« Se mettre en danger permet de retrouver la rage de vivre et de vaincre »
Frappée d’une maladie génétique du tissu conjonctif, Lorence Lefebvre fait face à des douleurs aiguës au quotidien. Une souffrance qui n’arrête pas la Namuroise : elle s’envolera cet été pour une mission écoresponsable en Indonésie. L’occasion de repousser ses limites. Celles imposées par sa maladie, surtout.

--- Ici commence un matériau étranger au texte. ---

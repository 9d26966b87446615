//! Client-side authentication for Book Coup.
//!
//! This crate provides:
//! - A user directory and a mock backend that checks credentials against it
//! - The auth context, which tracks the session and persists it locally
//! - A route guard that redirects visitors lacking a session or role

mod context;
mod directory;
mod error;
mod guard;
mod navigation;
mod notify;
mod service;

pub use context::*;
pub use directory::*;
pub use error::*;
pub use guard::*;
pub use navigation::*;
pub use notify::*;
pub use service::*;
//! Book Coup auth shell
//!
//! Wires the authentication core to a file-backed storage area so a session
//! survives between invocations, the way a browser tab resumes one across
//! page loads.

pub mod cli;
pub mod config;

use std::sync::Arc;

use auth::{
    AuthContext, MemoryUserDirectory, MockAuthService, Notification, NotificationKind, Notifier,
};
use local_storage::FileStorage;

use crate::config::Config;

/// Notifier that prints notifications to the terminal.
#[derive(Debug, Default, Clone, Copy)]
pub struct ConsoleNotifier;

impl Notifier for ConsoleNotifier {
    fn notify(&self, notification: Notification) {
        match notification.kind {
            NotificationKind::Success => {
                println!("{}: {}", notification.title, notification.description)
            }
            NotificationKind::Error => {
                eprintln!("{}: {}", notification.title, notification.description)
            }
        }
    }
}

/// Creates an auth context over a seeded directory and the configured
/// storage file. The context still has to be initialized.
pub fn create_context(config: &Config, notifier: Arc<dyn Notifier>) -> Arc<AuthContext> {
    let directory = Arc::new(MemoryUserDirectory::seeded());
    let storage = Arc::new(FileStorage::new(&config.storage_path));
    let service = MockAuthService::new(directory, storage).with_config(config.service_config());

    Arc::new(AuthContext::new(Arc::new(service), notifier))
}

/// Initializes tracing with the given log level.
pub fn init_tracing(log_level: &str) {
    use tracing_subscriber::{EnvFilter, fmt, prelude::*};

    let filter = EnvFilter::try_from_default_env().unwrap_or_else(|_| EnvFilter::new(log_level));

    tracing_subscriber::registry()
        .with(fmt::layer().with_writer(std::io::stderr))
        .with(filter)
        .init();
}
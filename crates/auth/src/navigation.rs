//! Navigation sink and well-known destinations.

use std::sync::Mutex;

use entities::UserRole;

/// Default login entry point.
pub const DEFAULT_LOGIN_PATH: &str = "/login";

/// Default landing page for administrators.
pub const DEFAULT_ADMIN_PATH: &str = "/admin";

/// Default landing page for members.
pub const DEFAULT_LIBRARY_PATH: &str = "/library";

/// Receiver of client-side redirects.
pub trait Navigator: Send + Sync {
    /// Redirects to `destination`.
    fn push(&self, destination: &str);
}

/// Destinations used when a visitor has to be sent elsewhere.
#[derive(Debug, Clone, PartialEq, Eq)]
pub struct Routes {
    /// Where unauthenticated visitors go.
    pub login: String,
    /// Landing page for administrators.
    pub admin_home: String,
    /// Landing page for everyone else.
    pub user_home: String,
}

impl Default for Routes {
    fn default() -> Self {
        Self {
            login: DEFAULT_LOGIN_PATH.to_string(),
            admin_home: DEFAULT_ADMIN_PATH.to_string(),
            user_home: DEFAULT_LIBRARY_PATH.to_string(),
        }
    }
}

impl Routes {
    /// Returns the landing page for a role.
    pub fn home_for(&self, role: UserRole) -> &str {
        match role {
            UserRole::Admin => self.admin_home.as_str(),
            UserRole::User => self.user_home.as_str(),
        }
    }
}

/// Navigator that keeps the redirect history instead of navigating.
#[derive(Debug, Default)]
pub struct RecordingNavigator {
    history: Mutex<Vec<String>>,
}

impl RecordingNavigator {
    /// Creates a navigator with an empty history.
    pub fn new() -> Self {
        Self::default()
    }

    /// Returns every destination pushed so far, oldest first.
    pub fn history(&self) -> Vec<String> {
        self.history
            .lock()
            .unwrap_or_else(|e| e.into_inner())
            .clone()
    }

    /// Returns the most recent destination.
    pub fn last(&self) -> Option<String> {
        self.history
            .lock()
            .unwrap_or_else(|e| e.into_inner())
            .last()
            .cloned()
    }
}

impl Navigator for RecordingNavigator {
    fn push(&self, destination: &str) {
        self.history
            .lock()
            .unwrap_or_else(|e| e.into_inner())
            .push(destination.to_string());
    }
}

Pour nombre de personnes, l’annonce du diagnostic d’une maladie rare s’attaquant aux tissus de leur corps ferait l’effet d’une condamnation. Pas pour Lorence Lefebvre. C’est qu’elle l’a attendu longtemps, ce diagnostic. Quand les douleurs commencent, à l’adolescence, on met d’abord son malaise sur le compte de la croissance. En 2013, la souffrance devient insoutenable et on lui diagnostique une polyarthrite, lui accordant dans la foulée le statut d’handicapée. Sauf que malgré les traitements, les douleurs persistent, tant et si bien que Lorence décide après cinq ans sans changement d’arrêter de prendre ses médicaments, et de recommencer la valse des consultations pour enfin comprendre ce qui ne va pas dans son corps. Surprise, c’est au hasard d’un rendez-vous chez la dermatologue en octobre 2018 qu’elle entend parler pour la première fois du syndrome d’Ehlers-Danlos (SED). » Elle m’a dit : « Ah tiens, je me souviens, j’ai vu un truc qui ressemblait à ça pendant mes études » et quand je suis rentrée chez moi, j’ai immédiatement cherché des infos sur Internet. C’était très perturbant, parce qu’en me renseignant sur le sujet, j’avais l’impression que c’était de moi dont on parlait. J’en ai discuté avec mon généraliste, qui m’a dirigée vers une des très rares spécialistes du SED en Belgique. Après m’avoir auscultée, elle m’a déclaré que mon diagnostic était évident. » Une évidence aux allures de délivrance pour Lorence.
En terrain miné
Car au-delà de la souffrance physique, être atteinte d’une maladie rare (500 diagnostiqués SED à ce jour en Belgique) est aussi extrêmement épuisant pour le mental. » Devoir sans cesse continuer à chercher ce qui ne va pas, enchaîner les rendez-vous médicaux, réexpliquer continuellement les symptômes… On n’a jamais l’esprit en paix. Pour moi, avoir enfin le diagnostic correct a été une libération, j’ai enfin pu mettre un nom sur mes troubles. » Des troubles qui varient en intensité, mais qui font du corps de Lorence un terrain miné. » Le principal effet du SED, c’est que le collagène que je produis est d’extrêmement mauvaise qualité, ce qui veut dire que mon corps tout entier n’est pas assez soutenu. Concrètement, quand j’utilise une de mes articulations, elle n’est pas assez flexible, donc elle se déboîte quasiment à chaque mouvement, et ça tire sur les tendons, les muscles… En dehors des périodes de crise, c’est très douloureux, j’enchaîne les tendinites, les entorses et les luxations ; mais en période de crise, mon corps devient rigide et ne supporte plus rien. Même tenir une brosse à dents est compliqué. » Or, ces périodes de crise peuvent durer longtemps, parfois plusieurs mois, ce qui a contraint cette ex-cheffe de secteur dans une entreprise de titres-services à arrêter de travailler en 2018. » C’est en 2013 que mes douleurs sont devenues très difficiles à gérer, mais j’avais la volonté de travailler coûte que coûte et ne rien lâcher. En 2018, la souffrance est devenue insoutenable et, dès qu’on a diagnostiqué mon SED, j’ai été reconnue comme invalide et j’ai quitté la vie active. » Une transition bien plus difficile à accepter que son diagnostic.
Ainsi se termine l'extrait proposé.